Di Maluku, ahli botani G.E. Rumphius mencatat, pada 1741 ganja dimanfaatkan untuk pengobatan dan ritual. Orang Maluku menggunakan daun ganja untuk membuat teh yang membantu mengatasi gangguan pernapasan dan sakit dada, serta akar ganja untuk mengobati gonore.
Hingga akhir abad ke-19, ganja masih dipromosikan di Hindia Belanda sebagai obat untuk asma dan masalah pernapasan. Namun, pada 1927, Belanda mulai membatasi akses ganja mengikuti Konvensi Opium Internasional 1925, dan ganja pun diatur dengan ketat.
Pada abad ke-20, politik rasial dan kepentingan ekonomi di Amerika Serikat semakin memperburuk stigma ganja. Imigran Meksiko yang menggunakan ganja disudutkan melalui kampanye hitam, sementara industri plastik sintetis di AS mendorong larangan serat ganja untuk menguntungkan bisnis mereka.
Larangan ini berujung pada Konvensi Tunggal Narkotika 1961 yang menyamakan ganja dengan opium dan kokain. Indonesia meratifikasi konvensi ini pada 1976, tanpa mempertimbangkan sejarah panjang ganja dalam budaya lokal.

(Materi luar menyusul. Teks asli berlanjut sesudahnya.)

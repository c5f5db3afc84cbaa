//! Dose events — boluses, meals, and automated micro-boluses.

use chrono::{DateTime, Duration, Utc};
use serde::{Deserialize, Serialize};
use uuid::Uuid;

use crate::curve::{DoseEffect, InsulinCurve};

/// A single delivered dose and/or carbohydrate entry.
///
/// Immutable once loaded into a snapshot; the one sanctioned mutation
/// (zeroing carbs recorded before the analysis window) happens exactly once
/// while the snapshot is being built.
#[derive(Debug, Clone, Serialize, Deserialize)]
pub struct DoseEvent {
  pub id:      Uuid,
  pub date:    DateTime<Utc>,
  /// Units of insulin delivered. Zero for carb-only entries.
  pub insulin: f64,
  /// Grams of carbohydrate. Zero for insulin-only entries.
  pub carbs:   f64,
  /// `true` for automated super-micro-boluses; these are exempt from the
  /// bolus-snooze accumulation.
  pub smb:     bool,
  /// Soft-deleted events stay in storage and in the export merge but are
  /// excluded from every calculation.
  pub valid:   bool,
}

impl DoseEvent {
  pub fn new(date: DateTime<Utc>, insulin: f64, carbs: f64) -> Self {
    Self {
      id: Uuid::new_v4(),
      date,
      insulin,
      carbs,
      smb: false,
      valid: true,
    }
  }

  /// Decay-curve contribution of this dose at `time`.
  pub fn iob_calc(
    &self,
    curve: InsulinCurve,
    time: DateTime<Utc>,
    dia_hours: f64,
  ) -> DoseEffect {
    self.iob_calc_elapsed(curve, time - self.date, dia_hours)
  }

  /// Contribution at an explicit elapsed duration — used by the snooze
  /// accumulation, which evaluates the same curve at a pushed-forward time.
  pub fn iob_calc_elapsed(
    &self,
    curve: InsulinCurve,
    elapsed: Duration,
    dia_hours: f64,
  ) -> DoseEffect {
    curve.dose_effect(self.insulin, elapsed, dia_hours)
  }
}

Sejak itu, media dan kebijakan di Indonesia bergeser, menggambarkan ganja sebagai ancaman bagi masyarakat, dan aparat keamanan menerapkan tindakan keras terhadap pengguna dan pengedarnya.
Transformasi ganja dari komoditas yang bermanfaat menjadi barang terlarang tidak hanya menghapus sejarah panjangnya di Nusantara, tetapi juga menciptakan persepsi negatif yang masih bertahan hingga kini.